Acabo de darme cuenta que, entre las tres y las cinco de la madrugada, las televisiones españolas -la pública no, las privadas- se han convertido en el reino de los vientres planos, los pechos duros y los glúteos extraordinariamente redondos, un espectáculo de luz y color que elimina las estrías y las patitas de gallo con productos comestibles o aparatos de ejercicios con nombres tan rimbombantes como "tripaplaning x-50", o "beautifulforming". No querría ser yo quien diera la mala noticia pero, como asegura el "nuevo" Santiago Segura, "para adelgazar hay que dejar de comer". Exactamente hay que dejar de comer pan, frutos secos y dulces, con lo que comer ya no resulta uno de los cuatro "placeres cardinales" sino un simple proceso mecánico de mantenimiento, como cuando vas al taller para cambiarle el aceite al coche.
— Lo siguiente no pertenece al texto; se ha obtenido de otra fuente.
//! # Cycle Segmentation Module
//!
//! Splits an ordered sit-to-stand recording into individual stand/sit
//! repetitions using the vertical-axis acceleration as the movement proxy.
//!
//! ## Phase Machine
//! ```text
//! Sitting ──(a > rise)──▶ StandingUp ──(|a| < stable)──▶ Standing
//!    ▲                                                      │
//!    └──(|a| < stable, emit cycle)── SittingDown ◀──(a < descend)
//! ```
//!
//! One linear pass, no look-back. Processing stops once the protocol
//! maximum of cycles has been emitted; any remaining samples are ignored.
//! A repetition still in progress when the samples run out is discarded.
//!
//! ## Output Shape
//! The result is always `MAX_CYCLES` slots. Slots with no detected cycle
//! hold a zero-valued `CycleRecord`, so a participant who never rises
//! still gets a well-formed, zero-scored block.

use crate::sample::{elapsed_seconds, SensorSample};
use chrono::{DateTime, Utc};
use serde::ser::SerializeMap;
use serde::{Deserialize, Serialize, Serializer};

/// Repetitions in the five-times-sit-to-stand protocol
pub const MAX_CYCLES: usize = 5;

/// Acceleration thresholds (in g) driving the phase machine
#[derive(Debug, Clone, Copy, PartialEq)]
pub struct SegmentationThresholds {
    /// Sitting → StandingUp when vertical acceleration exceeds this
    pub rise: f64,
    /// Standing → SittingDown when vertical acceleration drops below this
    pub descend: f64,
    /// Half-width of the band around zero treated as stable
    pub stable_band: f64,
}

impl Default for SegmentationThresholds {
    fn default() -> Self {
        Self {
            rise: 0.5,
            descend: -0.3,
            stable_band: 0.1,
        }
    }
}

/// Participant phase as inferred from the proxy signal
#[derive(Debug, Clone, Copy, PartialEq, Eq, Default)]
pub enum CyclePhase {
    #[default]
    Sitting,
    StandingUp,
    Standing,
    SittingDown,
}

/// Timing of one completed stand-sit repetition, in seconds
///
/// `total_seconds` runs from the cycle start to the moment the participant
/// is seated again. It is measured independently and is generally larger
/// than `stand_seconds + sit_seconds`; the residual is dwell time not
/// attributed to either movement.
#[derive(Debug, Clone, Copy, PartialEq, Default, Serialize, Deserialize)]
pub struct CycleRecord {
    #[serde(rename = "total")]
    pub total_seconds: f64,
    #[serde(rename = "stand")]
    pub stand_seconds: f64,
    #[serde(rename = "sit")]
    pub sit_seconds: f64,
}

impl CycleRecord {
    /// A detected cycle, as opposed to a zero-filled placeholder
    pub fn is_valid(&self) -> bool {
        self.total_seconds > 0.0
    }

    /// Time not covered by the stand and sit movements
    pub fn dwell_seconds(&self) -> f64 {
        self.total_seconds - self.stand_seconds - self.sit_seconds
    }
}

/// Fixed-length cycle slots plus per-field aggregates over valid cycles
#[derive(Debug, Clone, Copy, PartialEq, Default)]
pub struct CycleBlock {
    pub cycles: [CycleRecord; MAX_CYCLES],
    pub min: CycleRecord,
    pub max: CycleRecord,
    pub avg: CycleRecord,
}

impl CycleBlock {
    fn from_slots(cycles: [CycleRecord; MAX_CYCLES]) -> Self {
        let valid: Vec<&CycleRecord> = cycles.iter().filter(|c| c.is_valid()).collect();
        Self {
            cycles,
            min: reduce_fields(&valid, f64::min),
            max: reduce_fields(&valid, f64::max),
            avg: average_fields(&valid),
        }
    }

    /// Cycles that were actually detected, in order
    pub fn valid_cycles(&self) -> impl Iterator<Item = &CycleRecord> {
        self.cycles.iter().filter(|c| c.is_valid())
    }

    pub fn valid_count(&self) -> usize {
        self.valid_cycles().count()
    }
}

impl Serialize for CycleBlock {
    fn serialize<S: Serializer>(&self, serializer: S) -> Result<S::Ok, S::Error> {
        let mut map = serializer.serialize_map(Some(MAX_CYCLES + 3))?;
        for (i, cycle) in self.cycles.iter().enumerate() {
            map.serialize_entry(&format!("c{}", i + 1), cycle)?;
        }
        map.serialize_entry("min", &self.min)?;
        map.serialize_entry("max", &self.max)?;
        map.serialize_entry("avg", &self.avg)?;
        map.end()
    }
}

/// Reduce each timing field independently; zero when nothing is valid
///
/// The result is not necessarily one real cycle: the fastest stand and the
/// fastest sit may come from different repetitions.
fn reduce_fields(valid: &[&CycleRecord], pick: fn(f64, f64) -> f64) -> CycleRecord {
    let Some((first, rest)) = valid.split_first() else {
        return CycleRecord::default();
    };

    rest.iter().fold(**first, |acc, c| CycleRecord {
        total_seconds: pick(acc.total_seconds, c.total_seconds),
        stand_seconds: pick(acc.stand_seconds, c.stand_seconds),
        sit_seconds: pick(acc.sit_seconds, c.sit_seconds),
    })
}

fn average_fields(valid: &[&CycleRecord]) -> CycleRecord {
    if valid.is_empty() {
        return CycleRecord::default();
    }

    let n = valid.len() as f64;
    let sum = valid.iter().fold(CycleRecord::default(), |acc, c| CycleRecord {
        total_seconds: acc.total_seconds + c.total_seconds,
        stand_seconds: acc.stand_seconds + c.stand_seconds,
        sit_seconds: acc.sit_seconds + c.sit_seconds,
    });

    CycleRecord {
        total_seconds: sum.total_seconds / n,
        stand_seconds: sum.stand_seconds / n,
        sit_seconds: sum.sit_seconds / n,
    }
}

/// Seconds between two optional instants; 0 if either is unset
fn span(from: Option<DateTime<Utc>>, to: Option<DateTime<Utc>>) -> f64 {
    match (from, to) {
        (Some(from), Some(to)) => elapsed_seconds(from, to),
        _ => 0.0,
    }
}

/// State carried through the single pass over the samples
#[derive(Debug, Clone, Default)]
pub struct CycleDetector {
    thresholds: SegmentationThresholds,
    phase: CyclePhase,
    cycle_start: Option<DateTime<Utc>>,
    rise_start: Option<DateTime<Utc>>,
    descend_start: Option<DateTime<Utc>>,
    completed: Vec<CycleRecord>,
}

impl CycleDetector {
    pub fn new(thresholds: SegmentationThresholds) -> Self {
        Self {
            thresholds,
            ..Self::default()
        }
    }

    pub fn phase(&self) -> CyclePhase {
        self.phase
    }

    pub fn cycles_completed(&self) -> usize {
        self.completed.len()
    }

    pub fn is_done(&self) -> bool {
        self.completed.len() >= MAX_CYCLES
    }

    /// Feed one sample; returns the cycle it completed, if any
    pub fn process_sample(&mut self, sample: &SensorSample) -> Option<CycleRecord> {
        if self.is_done() {
            return None;
        }

        let accel = sample.vertical_accel();
        let now = sample.timestamp;
        let t = self.thresholds;

        match self.phase {
            CyclePhase::Sitting => {
                if accel > t.rise {
                    self.phase = CyclePhase::StandingUp;
                    self.rise_start = Some(now);
                    if self.cycle_start.is_none() {
                        self.cycle_start = Some(now);
                    }
                }
                None
            }
            CyclePhase::StandingUp => {
                if accel.abs() < t.stable_band {
                    self.phase = CyclePhase::Standing;
                }
                None
            }
            CyclePhase::Standing => {
                if accel < t.descend {
                    self.phase = CyclePhase::SittingDown;
                    self.descend_start = Some(now);
                }
                None
            }
            CyclePhase::SittingDown => {
                if accel.abs() < t.stable_band {
                    Some(self.complete_cycle(now))
                } else {
                    None
                }
            }
        }
    }

    fn complete_cycle(&mut self, now: DateTime<Utc>) -> CycleRecord {
        let record = CycleRecord {
            total_seconds: span(self.cycle_start, Some(now)),
            stand_seconds: span(self.rise_start, self.descend_start),
            sit_seconds: span(self.descend_start, Some(now)),
        };

        self.phase = CyclePhase::Sitting;
        self.completed.push(record);
        self.rise_start = None;
        self.descend_start = None;
        self.cycle_start = Some(now);

        log::debug!(
            "Cycle {} complete: total {:.2}s, stand {:.2}s, sit {:.2}s",
            self.completed.len(),
            record.total_seconds,
            record.stand_seconds,
            record.sit_seconds
        );

        record
    }

    /// Close the pass and pad missing slots with zero records
    ///
    /// A cycle still in progress is dropped.
    pub fn finish(self) -> CycleBlock {
        if self.phase != CyclePhase::Sitting {
            log::debug!("Discarding incomplete cycle ended in {:?}", self.phase);
        }

        let mut slots = [CycleRecord::default(); MAX_CYCLES];
        for (slot, cycle) in slots.iter_mut().zip(self.completed) {
            *slot = cycle;
        }
        CycleBlock::from_slots(slots)
    }
}

/// Detect up to `MAX_CYCLES` stand-sit cycles in time-ordered samples
pub fn detect_cycles(samples: &[SensorSample], thresholds: SegmentationThresholds) -> CycleBlock {
    let mut detector = CycleDetector::new(thresholds);

    for sample in samples {
        if detector.is_done() {
            break;
        }
        detector.process_sample(sample);
    }

    log::info!(
        "Detected {} of {} cycles",
        detector.cycles_completed(),
        MAX_CYCLES
    );

    detector.finish()
}
//! # Evaluation Input Module
//!
//! Loads a recorded evaluation (test bounds, participant, raw samples) from
//! a JSON document and turns it into an `AnalysisRequest`.
//!
//! The participant's age is derived from their birth date and the calendar
//! date the test started on.

use crate::analysis::AnalysisRequest;
use crate::error::InputError;
use crate::filter_service::FilterRequest;
use crate::sample::SensorSample;
use chrono::{DateTime, Datelike, NaiveDate, Utc};
use serde::{Deserialize, Serialize};
use std::fs;
use std::path::Path;

#[derive(Debug, Clone, PartialEq, Serialize, Deserialize)]
pub struct Participant {
    pub birth_date: NaiveDate,
    #[serde(default)]
    pub weight_kg: Option<f64>,
    #[serde(default)]
    pub height_m: Option<f64>,
    #[serde(default)]
    pub sex: Option<String>,
}

#[derive(Debug, Clone, PartialEq, Serialize, Deserialize)]
pub struct EvaluationInput {
    pub evaluation_id: String,
    pub time_init: DateTime<Utc>,
    pub time_end: DateTime<Utc>,
    pub participant: Participant,
    pub samples: Vec<SensorSample>,
}

/// Whole years between `birth_date` and `on_date`
///
/// Counts down by one when the birthday has not yet come around in the
/// year of `on_date`. Dates before the birth date give 0.
pub fn age_on(birth_date: NaiveDate, on_date: NaiveDate) -> u32 {
    let mut years = on_date.year() - birth_date.year();
    if (on_date.month(), on_date.day()) < (birth_date.month(), birth_date.day()) {
        years -= 1;
    }
    years.max(0) as u32
}

impl EvaluationInput {
    /// Read and validate an evaluation document
    pub fn load_from_path(path: &Path) -> Result<Self, InputError> {
        let contents = fs::read_to_string(path).map_err(InputError::ReadFailed)?;
        let input = Self::from_json(&contents)?;
        log::debug!(
            "Loaded evaluation {} with {} samples from {}",
            input.evaluation_id,
            input.samples.len(),
            path.display()
        );
        Ok(input)
    }

    pub fn from_json(json: &str) -> Result<Self, InputError> {
        let input: Self = serde_json::from_str(json).map_err(InputError::ParseFailed)?;
        if input.time_end < input.time_init {
            return Err(InputError::InvalidBounds {
                evaluation_id: input.evaluation_id,
            });
        }
        Ok(input)
    }

    /// Participant age on the day the test started
    pub fn participant_age(&self) -> u32 {
        age_on(self.participant.birth_date, self.time_init.date_naive())
    }

    /// Payload for the external filtering service
    ///
    /// `None` unless weight, height and sex are all known.
    pub fn filter_request(&self) -> Option<FilterRequest> {
        let participant = &self.participant;
        Some(FilterRequest::new(
            &self.samples,
            participant.weight_kg?,
            participant.height_m?,
            self.participant_age(),
            participant.sex.clone()?,
        ))
    }

    pub fn into_request(self) -> AnalysisRequest {
        let age = self.participant_age();
        AnalysisRequest {
            samples: self.samples,
            time_init: self.time_init,
            time_end: self.time_end,
            age,
        }
    }
}
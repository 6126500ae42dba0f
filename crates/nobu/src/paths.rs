//! Joining untrusted URL segments onto trusted directories.
//!
//! Request paths and package names come straight from the browser, so every
//! filesystem path derived from them is built with [`safe_join`].

use path_clean::PathClean;
use std::path::{Component, Path, PathBuf};

use crate::{Error, Result};

/// Join an untrusted, `/`-separated path onto `base`.
///
/// Leading slashes are ignored, so `/src/main.js` lands at
/// `base/src/main.js`. The join is rejected with [`Error::PathTraversal`]
/// when any segment is `..`, contains a NUL byte, or is not a plain file
/// name on this platform (drive prefixes, root components).
pub fn safe_join(base: &Path, untrusted: &str) -> Result<PathBuf> {
    let reject = || Error::PathTraversal(untrusted.to_string());

    if untrusted.contains('\0') {
        return Err(reject());
    }

    let mut joined = base.to_path_buf();
    for segment in untrusted.split(['/', '\\']) {
        match segment {
            "" | "." => continue,
            ".." => return Err(reject()),
            segment => {
                let plain = Path::new(segment)
                    .components()
                    .all(|c| matches!(c, Component::Normal(_)));
                if !plain {
                    return Err(reject());
                }
                joined.push(segment);
            }
        }
    }

    let joined = joined.clean();
    let base = base.to_path_buf().clean();
    if base != Path::new(".") && !joined.starts_with(&base) {
        return Err(reject());
    }

    Ok(joined)
}

#[cfg(test)]
mod tests {
    use super::*;

    #[test]
    fn test_joins_request_paths() {
        let base = Path::new("/srv/app");
        assert_eq!(
            safe_join(base, "/src/main.js").unwrap(),
            PathBuf::from("/srv/app/src/main.js")
        );
        assert_eq!(
            safe_join(base, "src/./App.vue").unwrap(),
            PathBuf::from("/srv/app/src/App.vue")
        );
        assert_eq!(
            safe_join(base, "@vue/shared").unwrap(),
            PathBuf::from("/srv/app/@vue/shared")
        );
    }

    #[test]
    fn test_empty_path_is_base() {
        let base = Path::new("/srv/app");
        assert_eq!(safe_join(base, "/").unwrap(), PathBuf::from("/srv/app"));
    }

    #[test]
    fn test_rejects_parent_segments() {
        let base = Path::new("/srv/app");
        assert!(matches!(
            safe_join(base, "/../etc/passwd"),
            Err(Error::PathTraversal(_))
        ));
        assert!(safe_join(base, "/src/../../secret").is_err());
        assert!(safe_join(base, "..\\windows").is_err());
    }

    #[test]
    fn test_rejects_nul_bytes() {
        assert!(safe_join(Path::new("/srv/app"), "/main.js\0.png").is_err());
    }

    #[test]
    fn test_current_dir_base() {
        assert_eq!(
            safe_join(Path::new("."), "/src/main.js").unwrap(),
            PathBuf::from("src/main.js")
        );
        assert!(safe_join(Path::new("."), "/../main.js").is_err());
    }

    #[test]
    fn test_relative_base() {
        assert_eq!(
            safe_join(Path::new("node_modules"), "vue").unwrap(),
            PathBuf::from("node_modules/vue")
        );
    }
}
use crate::config::NobuConfig;
use crate::error::{ConfigError, Result};
use std::net::IpAddr;
use std::path::{Component, Path};

/// Check that a configured path stays inside the project root.
fn validate_relative(field: &str, path: &Path, example: &str) -> Result<()> {
    if path.as_os_str().is_empty() {
        return Err(ConfigError::InvalidValue {
            field: field.to_string(),
            value: String::new(),
            hint: format!("Provide a path relative to the project root (e.g. {example})"),
        }
        .into());
    }

    let escapes = path
        .components()
        .any(|c| !matches!(c, Component::Normal(_) | Component::CurDir));

    if escapes {
        return Err(ConfigError::InvalidValue {
            field: field.to_string(),
            value: path.display().to_string(),
            hint: format!("Must be relative to the project root without '..' (e.g. {example})"),
        }
        .into());
    }

    Ok(())
}

/// Check a configured directory. Absolute paths are used as-is, relative
/// ones resolve against the project root. Neither may contain `..`.
fn validate_dir(field: &str, path: &Path, example: &str) -> Result<()> {
    if path.as_os_str().is_empty() {
        return Err(ConfigError::InvalidValue {
            field: field.to_string(),
            value: String::new(),
            hint: format!("Provide a directory path (e.g. {example})"),
        }
        .into());
    }

    if path.components().any(|c| c == Component::ParentDir) {
        return Err(ConfigError::InvalidValue {
            field: field.to_string(),
            value: path.display().to_string(),
            hint: format!("Use an absolute path or one without '..' (e.g. {example})"),
        }
        .into());
    }

    Ok(())
}

impl NobuConfig {
    /// Validate configuration before the server starts.
    pub fn validate(&self) -> Result<()> {
        if !self.root.exists() {
            return Err(ConfigError::InvalidValue {
                field: "root".to_string(),
                value: self.root.display().to_string(),
                hint: "The project root does not exist".to_string(),
            }
            .into());
        }

        if !self.root.is_dir() {
            return Err(ConfigError::InvalidValue {
                field: "root".to_string(),
                value: self.root.display().to_string(),
                hint: "The project root must be a directory".to_string(),
            }
            .into());
        }

        validate_relative("index", Path::new(&self.index), "index.html")?;
        validate_dir("modulesDir", &self.modules_dir, "node_modules")?;
        if let Some(asset_dir) = &self.asset_dir {
            validate_dir("assetDir", asset_dir, "public")?;
        }

        if self.host.parse::<IpAddr>().is_err() {
            return Err(ConfigError::InvalidValue {
                field: "host".to_string(),
                value: self.host.clone(),
                hint: "Use an IP address such as 127.0.0.1 or 0.0.0.0".to_string(),
            }
            .into());
        }

        if self.port == 0 {
            return Err(ConfigError::InvalidValue {
                field: "port".to_string(),
                value: "0".to_string(),
                hint: "Choose a port between 1 and 65535".to_string(),
            }
            .into());
        }

        Ok(())
    }
}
El aluvión de "Normas Duvales" mostrando muslo sí genera en mí, para qué nos vamos a engañar, cierto complejo de inferioridad. Norma no es sólo la musa de la derecha sino que, como le pasa a Raquel Welch, está más apetecible cuantos más años cumple. Anuncia un aparato consistente en acordonarte todo el cuerpo, de arriba abajo, como si fueras un moderno Gulliver a quien no ataran enanos sino la necesidad imperiosa de lucir palmito en la piscina. En primera instancia me entran unas ganas enormes de llamar al 906 de turno para colocarle el aparatito a todas las amigas que conozco, pero me contengo. El físico no lo es todo, y ahí está para demostrarlo la propia Norma que ahora sale con el magnate cinematográfico y televisivo José Frade.

Mea culpa. Una vez compré por teléfono uno de esos alambiques con cuya publicidad nos bombardean a aquellos que trabajamos de noche. "Top force" se llamaría, quién sabe; lo cierto es que el único desgaste que sufrí fue al montarlo: la pieza "X 36" debía ir sujeta, según aquellas instrucciones redactadas por Groucho Marx en un momento de depresión, a la pieza "W 90" a través de unos tornillos que venían envueltos en diminutas bolsas de plástico y que, a su vez, tenían también su propia nomenclatura que les diferenciaba del resto de hierros. Cuando concluí aquella dramática experiencia personal comprobé que sí, que estaba sudando, y una gota fría recorría mi frente. Está bien que insistan en el hecho de que, una vez montados, esos "potros de tortura" caben en cualquier sitio: desde hace tres años aquel diabólico instrumento duerme, oportunamente plegado, pieza contra pieza, en el desván de mi casa.

Lo que más me fastidia es cuando un pibón de diez sobre diez baja por las escaleras de un palacio de Palm Beach, acerca sus labios a la cámara y susurra: "cuando tuve mi primer hijo engordé unos kilitos"... ¿Kilitos? Esa señora no sabe qué significa el término "kilo"... ¿para qué le hace falta ir a "Cientific Model" o utilizar el "Body perfect 2000"? Es más, dudo que haya tenido jamás un hijo, y de ser así me dejaría yo mismo adoptar por ella. Porque en el reino de los vientres planos, los pechos duros y los glúteos extraordinariamente redondos, no podemos entrar nosotros, los gordos.